It's encrypted at rest, but Apple has the decryption keys, and will give up your customer data when asked to by the government[1]. Also, iCloud photos are not encrypted[2].

[1] https://www.apple.com/legal/transparency/us.html

[2] https://support.apple.com/en-us/HT202303

> Also, iCloud photos are not encrypted[2].

According to the table on the second link iCloud Photos are encrypted on the server (at rest). Am I missing something?

They are encrypted at rest. This protects from someone hacking in to Apple, getting the data on disk but somehow not getting the keys, which Apple also possesses.

Apple (and thus, LEO) absolutely can look at your photos on iCloud. What you are missing is that "encrypted at rest" is essentially "not encrypted in any meaningful way".

This is more from Schneier's book, but I would say the most import reason E2E encryption should be the default is that in the event of a data breach, nothing would be lost. If a company's servers are hacked, they'd have access to the symmetrical encryption keys, and therefore all of the data. It also ensures that the company can't be selling/sharing your data, as they don't have access to it in the first place.
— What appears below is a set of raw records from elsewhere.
use serde::Serialize;
use std::collections::{BTreeSet, HashMap};

use crate::annotationtype::FieldKind;
use crate::error::CurationError;
use crate::fieldvalue::FieldValue;
use crate::record::{AnnotationRecord, RecordHandle};
use crate::store::ResultItem;

/// The outcome of a structural comparison of two records, the *left* and the *right* record.
///
/// For each side it holds the records (the root and/or nested composite descendants) that are
/// part of the difference. Two records are equal if and only if neither side holds anything.
#[derive(Debug, Clone, Default, PartialEq, Eq, Serialize)]
pub struct EqualityVerdict {
    left: BTreeSet<RecordHandle>,
    right: BTreeSet<RecordHandle>,
}

impl EqualityVerdict {
    pub fn is_equal(&self) -> bool {
        self.left.is_empty() && self.right.is_empty()
    }

    /// Records of the left side's version that are part of the difference
    pub fn left(&self) -> &BTreeSet<RecordHandle> {
        &self.left
    }

    /// Records of the right side's version that are part of the difference
    pub fn right(&self) -> &BTreeSet<RecordHandle> {
        &self.right
    }
}

/// Compares two annotation records structurally, recursing into composite fields.
///
/// * Records whose types differ (by exact name) are unequal, and everything reachable from either root
///   via composite fields is part of the difference.
/// * Integer and string fields are compared by value, where two nulls are equal and null never equals a
///   non-null value. A differing primitive marks both records.
/// * Boolean and float fields can not be compared, and yield a [`CurationError::ComparisonError`].
/// * Composite fields are compared recursively; if only one side has a nested record, that nested record
///   is part of the difference on its own side only.
/// * A record that holds a differing descendant is itself part of the difference.
///
/// Comparing a record with itself is always equal. Cyclic composite graphs terminate: a pair of records
/// that is still being compared higher up in the recursion counts as equal at the point it recurs.
/// A pair reached a second time through shared nested records yields the same result as the first time.
pub fn compare(
    left: ResultItem<'_, AnnotationRecord>,
    right: ResultItem<'_, AnnotationRecord>,
) -> Result<EqualityVerdict, CurationError> {
    let mut verdict = EqualityVerdict::default();
    if left == right {
        return Ok(verdict);
    }
    let mut seen = HashMap::new();
    let (l, r) = compare_records(left, right, &mut seen)?;
    verdict.left = l;
    verdict.right = r;
    Ok(verdict)
}

type Differing = (BTreeSet<RecordHandle>, BTreeSet<RecordHandle>);

/// Pairs of records seen so far in one comparison: `None` while the pair is in progress, the outcome once done
type Seen = HashMap<(RecordHandle, RecordHandle), Option<Differing>>;

fn compare_records(
    left: ResultItem<'_, AnnotationRecord>,
    right: ResultItem<'_, AnnotationRecord>,
    seen: &mut Seen,
) -> Result<Differing, CurationError> {
    let key = (left.handle(), right.handle());
    match seen.get(&key) {
        Some(Some(done)) => return Ok(done.clone()),
        //cycle
        Some(None) => return Ok(Differing::default()),
        None => {}
    }
    seen.insert(key, None);
    let result = compare_fields(left, right, seen)?;
    seen.insert(key, Some(result.clone()));
    Ok(result)
}

fn compare_fields(
    left: ResultItem<'_, AnnotationRecord>,
    right: ResultItem<'_, AnnotationRecord>,
    seen: &mut Seen,
) -> Result<Differing, CurationError> {
    let mut differing_left = BTreeSet::new();
    let mut differing_right = BTreeSet::new();

    if left.typename() != right.typename() {
        subtree(left, &mut differing_left);
        subtree(right, &mut differing_right);
        return Ok((differing_left, differing_right));
    }

    let annotationtype = left.annotationtype();
    for (field, left_value) in annotationtype.fields().iter().zip(left.values()) {
        let right_value = right.value(field.name()).ok_or_else(|| {
            CurationError::SchemaError(
                format!(
                    "type {} of annotator {} has no field {}",
                    right.typename(),
                    right.annotator(),
                    field.name()
                ),
                "Structural comparison",
            )
        })?;
        match field.kind() {
            FieldKind::Integer => {
                if !integer_equals(left_value, right_value) {
                    differing_left.insert(left.handle());
                    differing_right.insert(right.handle());
                }
            }
            FieldKind::String => {
                if !string_equals(left_value, right_value) {
                    differing_left.insert(left.handle());
                    differing_right.insert(right.handle());
                }
            }
            FieldKind::Boolean | FieldKind::Float => {
                return Err(CurationError::ComparisonError(
                    annotationtype.name().to_string(),
                    field.name().to_string(),
                    "range not yet supported",
                ));
            }
            FieldKind::Composite(_) => {
                let nested_left = left_value
                    .as_record()
                    .and_then(|handle| left.version().record(handle));
                let nested_right = right_value
                    .as_record()
                    .and_then(|handle| right.version().record(handle));
                match (nested_left, nested_right) {
                    (Some(nested_left), Some(nested_right)) => {
                        let (l, r) = compare_records(nested_left, nested_right, seen)?;
                        differing_left.extend(l);
                        differing_right.extend(r);
                    }
                    //absence is attributed to the side that has a value
                    (Some(nested_left), None) => {
                        differing_left.insert(nested_left.handle());
                    }
                    (None, Some(nested_right)) => {
                        differing_right.insert(nested_right.handle());
                    }
                    (None, None) => {}
                }
            }
        }
    }

    if !differing_left.is_empty() {
        differing_left.insert(left.handle());
    }
    if !differing_right.is_empty() {
        differing_right.insert(right.handle());
    }
    Ok((differing_left, differing_right))
}

/// Collects the record and everything reachable from it via composite fields
fn subtree(root: ResultItem<'_, AnnotationRecord>, collected: &mut BTreeSet<RecordHandle>) {
    let mut stack = vec![root];
    while let Some(record) = stack.pop() {
        if collected.insert(record.handle()) {
            stack.extend(record.nested_records());
        }
    }
}

fn integer_equals(left: &FieldValue, right: &FieldValue) -> bool {
    match (left, right) {
        (FieldValue::Integer(l), FieldValue::Integer(r)) => l == r,
        (FieldValue::Null, FieldValue::Null) => true,
        _ => false,
    }
}

fn string_equals(left: &FieldValue, right: &FieldValue) -> bool {
    match (left, right) {
        (FieldValue::String(l), FieldValue::String(r)) => l == r,
        (FieldValue::Null, FieldValue::Null) => true,
        _ => false,
    }
}
#![allow(dead_code)]
use std::sync::Arc;

use curation::*;

pub const TEXT: &str = "Barack Obama visited the United Nations in New York yesterday.";

/// Routes debug output of the library to the test output, run with `RUST_LOG=curation=debug` to see it
pub fn init_logging() {
    let _ = tracing_subscriber::fmt()
        .with_env_filter(tracing_subscriber::EnvFilter::from_default_env())
        .with_test_writer()
        .try_init();
}

pub fn setup_typesystem() -> Result<Arc<TypeSystem>, CurationError> {
    let typesystem = TypeSystem::new()
        .with_type(AnnotationType::new("Span").with_field("label", FieldKind::String))?
        .with_type(
            AnnotationType::new("Token")
                .with_field("form", FieldKind::String)
                .with_field("index", FieldKind::Integer),
        )?
        .with_type(
            AnnotationType::new("Dependency")
                .with_field("relation", FieldKind::String)
                .with_field("governor", FieldKind::Composite("Token".into())),
        )?
        .with_type(AnnotationType::new("Sentiment").with_field("score", FieldKind::Float))?;
    typesystem.validate()?;
    Ok(Arc::new(typesystem))
}

/// Creates a version for the annotator with the given `Span` records (begin, end, label)
pub fn spans(
    typesystem: &Arc<TypeSystem>,
    annotator: &str,
    records: &[(usize, usize, &str)],
) -> Result<AnnotatorVersion, CurationError> {
    let mut version = AnnotatorVersion::new(annotator, typesystem.clone())
        .with_config(Config::default().with_debug(true))
        .with_text(TEXT);
    for (begin, end, label) in records {
        version.add_record(AnnotationRecordBuilder::new("Span", *begin, *end).with_value("label", *label))?;
    }
    Ok(version)
}

/// Adds a dependency at the span of the governor token, returns the handle of the dependency
pub fn add_dependency(
    version: &mut AnnotatorVersion,
    begin: usize,
    end: usize,
    form: &str,
    relation: &str,
) -> Result<RecordHandle, CurationError> {
    let governor = version.add_record(
        AnnotationRecordBuilder::new("Token", begin, end)
            .with_value("form", form)
            .with_value("index", begin as i64),
    )?;
    version.add_record(
        AnnotationRecordBuilder::new("Dependency", begin, end)
            .with_value("relation", relation)
            .with_nested("governor", governor),
    )
}

pub fn handle(intid: usize) -> RecordHandle {
    RecordHandle::new(intid)
}
use sealed::sealed;
use serde::Serialize;
use std::collections::BTreeMap;
use std::hash::{Hash, Hasher};

use crate::diff::{DiffResult, Position};
use crate::json::ToJson;
use crate::record::RecordHandle;
use crate::types::*;

/// Refers to an [`AnnotationOption`] by its index in the list returned by [`build_options()`]
#[derive(Clone, Copy, Debug, PartialEq, Eq, PartialOrd, Ord, Hash, Serialize)]
#[serde(transparent)]
pub struct OptionHandle(u32);

#[sealed]
impl Handle for OptionHandle {
    fn new(intid: usize) -> Self {
        Self(intid as u32)
    }
    fn as_usize(&self) -> usize {
        self.0 as usize
    }
}

/// One reading at a curation decision point: for every annotator that holds this reading,
/// the address of *their* record. Two selections are equal if they map the same annotators
/// to the same records; the owning option does not take part in equality.
#[derive(Debug, Clone, Serialize)]
pub struct AnnotationSelection {
    option: OptionHandle,
    addresses: BTreeMap<String, RecordHandle>,
}

impl PartialEq for AnnotationSelection {
    fn eq(&self, other: &Self) -> bool {
        self.addresses == other.addresses
    }
}

impl Eq for AnnotationSelection {}

impl Hash for AnnotationSelection {
    fn hash<H: Hasher>(&self, state: &mut H) {
        self.addresses.hash(state);
    }
}

impl AnnotationSelection {
    /// Creates an empty selection owned by the given option
    pub fn new(option: OptionHandle) -> Self {
        Self {
            option,
            addresses: BTreeMap::new(),
        }
    }

    /// Builder pattern to add an annotator's record to this reading
    pub fn with_address(mut self, annotator: impl Into<String>, record: RecordHandle) -> Self {
        self.addresses.insert(annotator.into(), record);
        self
    }

    /// The option this selection belongs to
    pub fn option(&self) -> OptionHandle {
        self.option
    }

    /// Maps each annotator holding this reading to their record
    pub fn addresses(&self) -> &BTreeMap<String, RecordHandle> {
        &self.addresses
    }

    /// Returns the record of the given annotator, if they hold this reading
    pub fn address(&self, annotator: &str) -> Option<RecordHandle> {
        self.addresses.get(annotator).copied()
    }

    pub fn annotators(&self) -> impl Iterator<Item = &str> {
        self.addresses.keys().map(|annotator| annotator.as_str())
    }

    /// Returns the number of annotators holding this reading
    pub fn len(&self) -> usize {
        self.addresses.len()
    }

    pub fn is_empty(&self) -> bool {
        self.addresses.is_empty()
    }
}

/// A curation decision point: a type at a span, with the alternative readings a curator can choose between
#[derive(Debug, Clone, PartialEq, Serialize)]
pub struct AnnotationOption {
    handle: OptionHandle,
    #[serde(rename = "type")]
    typename: String,
    span: Span,
    selections: Vec<AnnotationSelection>,
}

impl AnnotationOption {
    pub fn handle(&self) -> OptionHandle {
        self.handle
    }

    pub fn typename(&self) -> &str {
        self.typename.as_str()
    }

    pub fn span(&self) -> Span {
        self.span
    }

    /// The alternative readings at this position
    pub fn selections(&self) -> &[AnnotationSelection] {
        &self.selections
    }

    /// Returns the (first) reading the given annotator holds
    pub fn selection_of(&self, annotator: &str) -> Option<&AnnotationSelection> {
        self.selections
            .iter()
            .find(|selection| selection.addresses.contains_key(annotator))
    }

    /// Is there a single reading, held by all of the given number of annotators?
    pub fn is_unanimous(&self, annotator_count: usize) -> bool {
        self.selections.len() == 1 && self.selections[0].len() == annotator_count
    }

    fn from_position(handle: OptionHandle, position: &Position) -> Self {
        let mut selections: Vec<AnnotationSelection> = Vec::with_capacity(position.group_count());
        for group in position.groups() {
            let selection = group
                .into_iter()
                .fold(AnnotationSelection::new(handle), |selection, (annotator, record)| {
                    selection.with_address(annotator, record)
                });
            if !selections.contains(&selection) {
                selections.push(selection);
            }
        }
        Self {
            handle,
            typename: position.typename().to_string(),
            span: position.span(),
            selections,
        }
    }
}

impl ToJson for AnnotationOption {}

/// Builds one [`AnnotationOption`] per position of the diff, with one [`AnnotationSelection`] per
/// group of mutually equal records. A reading held by a single annotator is still a selection.
/// The option at index `i` has handle `i` and corresponds with `diff.positions()[i]`.
pub fn build_options(diff: &DiffResult) -> Vec<AnnotationOption> {
    diff.positions()
        .iter()
        .enumerate()
        .map(|(index, position)| AnnotationOption::from_position(OptionHandle::new(index), position))
        .collect()
}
Edit: I also meant iCloud backups in my original post and how Apple can decrypt your E2E encrypted iMessages with the key the backups contain. But I posted it last night and couldn't edit it once I caught the error. It would be amazing for other iCloud services to have E2E encryption so long as the implications of iCloud backups having your encryption keys is stated front and center when choosing to opt-in.

What are the advantages of having unencrypted cloud backups? The only advantage is that authoritarian governments can better control their citizens. Apple is playing on the side of dictators instead of protecting their users.

> What are the advantages of having unencrypted cloud backups?

Unsophisticated users who have lost or forgotten their passphrase can recover their data.